Further, the complaint asserts that under the FLSA, the shipyard workers, who are federal employees, are meant to be paid overtime at one-and-a-half times their standard hourly rate for each hour worked either in excess of 40 hours per week or eight hours per day.

According to the complaint, “By failing and refusing to pay plaintiffs and other employees similarly situated overtime pay in the manner required under law, defendant has violated, and is continuing to violate in a willful and intentional manner, the provisions of the FLSA.”

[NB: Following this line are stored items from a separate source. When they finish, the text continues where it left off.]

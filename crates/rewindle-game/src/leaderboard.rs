// SPDX-License-Identifier: GPL-3.0-or-later

//! Leaderboard persistence: a REST-backed store, an in-memory store, and a
//! facade that degrades from the remote store to the local one on failure.

use async_trait::async_trait;
use reqwest::Client;
use rewindle_domain::LeaderboardEntry;
use std::time::Duration;
use thiserror::Error;
use tokio::sync::Mutex;
use tracing::{debug, warn};

const DEFAULT_TIMEOUT: Duration = Duration::from_secs(5);

#[derive(Error, Debug)]
pub enum LeaderboardError {
    #[error("HTTP request failed: {0}")]
    Http(#[from] reqwest::Error),

    #[error("leaderboard API returned {status}: {body}")]
    HttpStatus { status: u16, body: String },

    #[error("failed to deserialize leaderboard response: {0}")]
    Deserialization(#[from] serde_json::Error),
}

/// Anything that can persist finished games and return the top scores.
#[async_trait]
pub trait LeaderboardStore: Send + Sync {
    async fn load_top(&self, limit: usize) -> Result<Vec<LeaderboardEntry>, LeaderboardError>;

    async fn insert(&self, entry: &LeaderboardEntry) -> Result<(), LeaderboardError>;
}

/// Store backed by a PostgREST-style `leaderboard` table.
pub struct RestLeaderboard {
    client: Client,
    base_url: String,
    api_key: String,
}

impl RestLeaderboard {
    pub fn new(base_url: impl Into<String>, api_key: impl Into<String>) -> Self {
        let client = Client::builder()
            .timeout(DEFAULT_TIMEOUT)
            .build()
            .unwrap_or_else(|_| Client::new());
        Self {
            client,
            base_url: base_url.into(),
            api_key: api_key.into(),
        }
    }

    fn table_url(&self) -> String {
        format!("{}/rest/v1/leaderboard", self.base_url.trim_end_matches('/'))
    }
}

#[async_trait]
impl LeaderboardStore for RestLeaderboard {
    async fn load_top(&self, limit: usize) -> Result<Vec<LeaderboardEntry>, LeaderboardError> {
        let response = self
            .client
            .get(self.table_url())
            .query(&[
                ("select", "*"),
                ("order", "total_score.desc"),
                ("limit", &limit.to_string()),
            ])
            .header("apikey", &self.api_key)
            .header("Authorization", format!("Bearer {}", self.api_key))
            .send()
            .await?;

        let status = response.status();
        let body = response.text().await?;
        if !status.is_success() {
            return Err(LeaderboardError::HttpStatus {
                status: status.as_u16(),
                body,
            });
        }

        let entries: Vec<LeaderboardEntry> = serde_json::from_str(&body)?;
        debug!(target: "leaderboard", count = entries.len(), "loaded remote leaderboard");
        Ok(entries)
    }

    async fn insert(&self, entry: &LeaderboardEntry) -> Result<(), LeaderboardError> {
        let response = self
            .client
            .post(self.table_url())
            .header("apikey", &self.api_key)
            .header("Authorization", format!("Bearer {}", self.api_key))
            .header("Prefer", "return=minimal")
            .json(entry)
            .send()
            .await?;

        let status = response.status();
        if !status.is_success() {
            let body = response.text().await.unwrap_or_default();
            return Err(LeaderboardError::HttpStatus {
                status: status.as_u16(),
                body,
            });
        }
        Ok(())
    }
}

/// Process-local store, used standalone or as the fallback behind a remote.
#[derive(Default)]
pub struct MemoryLeaderboard {
    entries: Mutex<Vec<LeaderboardEntry>>,
}

impl MemoryLeaderboard {
    pub fn new() -> Self {
        Self::default()
    }
}

#[async_trait]
impl LeaderboardStore for MemoryLeaderboard {
    async fn load_top(&self, limit: usize) -> Result<Vec<LeaderboardEntry>, LeaderboardError> {
        let entries = self.entries.lock().await;
        Ok(entries.iter().take(limit).cloned().collect())
    }

    async fn insert(&self, entry: &LeaderboardEntry) -> Result<(), LeaderboardError> {
        let mut entries = self.entries.lock().await;
        entries.push(entry.clone());
        entries.sort_by(|a, b| b.total_score.cmp(&a.total_score));
        Ok(())
    }
}

/// Leaderboard facade: prefers the remote store, keeps a local copy, and
/// degrades to the local copy when the remote fails. A game never aborts
/// over leaderboard trouble.
pub struct Leaderboard {
    remote: Option<RestLeaderboard>,
    local: MemoryLeaderboard,
    max_entries: usize,
}

impl Leaderboard {
    pub fn new(remote: Option<RestLeaderboard>, max_entries: usize) -> Self {
        Self {
            remote,
            local: MemoryLeaderboard::new(),
            max_entries: max_entries.max(1),
        }
    }

    /// Top entries, highest total score first, capped at the configured size.
    pub async fn top_entries(&self) -> Vec<LeaderboardEntry> {
        if let Some(remote) = self.remote.as_ref() {
            match remote.load_top(self.max_entries).await {
                Ok(entries) => return entries,
                Err(error) => {
                    warn!(target: "leaderboard", error = %error, "remote load failed, using local entries");
                }
            }
        }
        self.local
            .load_top(self.max_entries)
            .await
            .unwrap_or_default()
    }

    /// Saves a finished game. The local copy is always updated; a remote
    /// failure is logged and swallowed.
    pub async fn save(&self, entry: &LeaderboardEntry) {
        if let Err(error) = self.local.insert(entry).await {
            warn!(target: "leaderboard", error = %error, "local insert failed");
        }
        if let Some(remote) = self.remote.as_ref() {
            if let Err(error) = remote.insert(entry).await {
                warn!(target: "leaderboard", error = %error, "remote insert failed, entry kept locally");
            }
        }
    }
}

The workers assert that the US Navy appears to be using a “foreign area exemption” under the FLSA that applies to employees whose services “are performed in a workplace within a foreign country." However, there is a specific exception to that general exemption, covering Navy employees assigned to temporary duty either on, or as direct dockside support of, any nuclear aircraft carrier forward deployed to Japan, and therefore the Navy is violating the FLSA.

The 32 employees so far listed in the complaint have worked at the US nuclear aircraft carrier “forward deployed” in Japan and have exceeded both the daily and weekly limits that should trigger overtime, according to the complaint. While their current duty station is not specified in the complaint, they have been “forward deployed” since September 15, 2014.

The Navy workers are seeking back pay to make up for the overtime they have allegedly been deprived of, as well as interest and related litigation costs and fees.

The workers are represented by Gregory K. McGillivary, T. Reid Coploff and Matthew D. Purushotham of Woodley & McGillivary LLP.

The case is Anderson et al. v. U.S., case number 1:17-cv-01626, in the US Court of Federal Claims.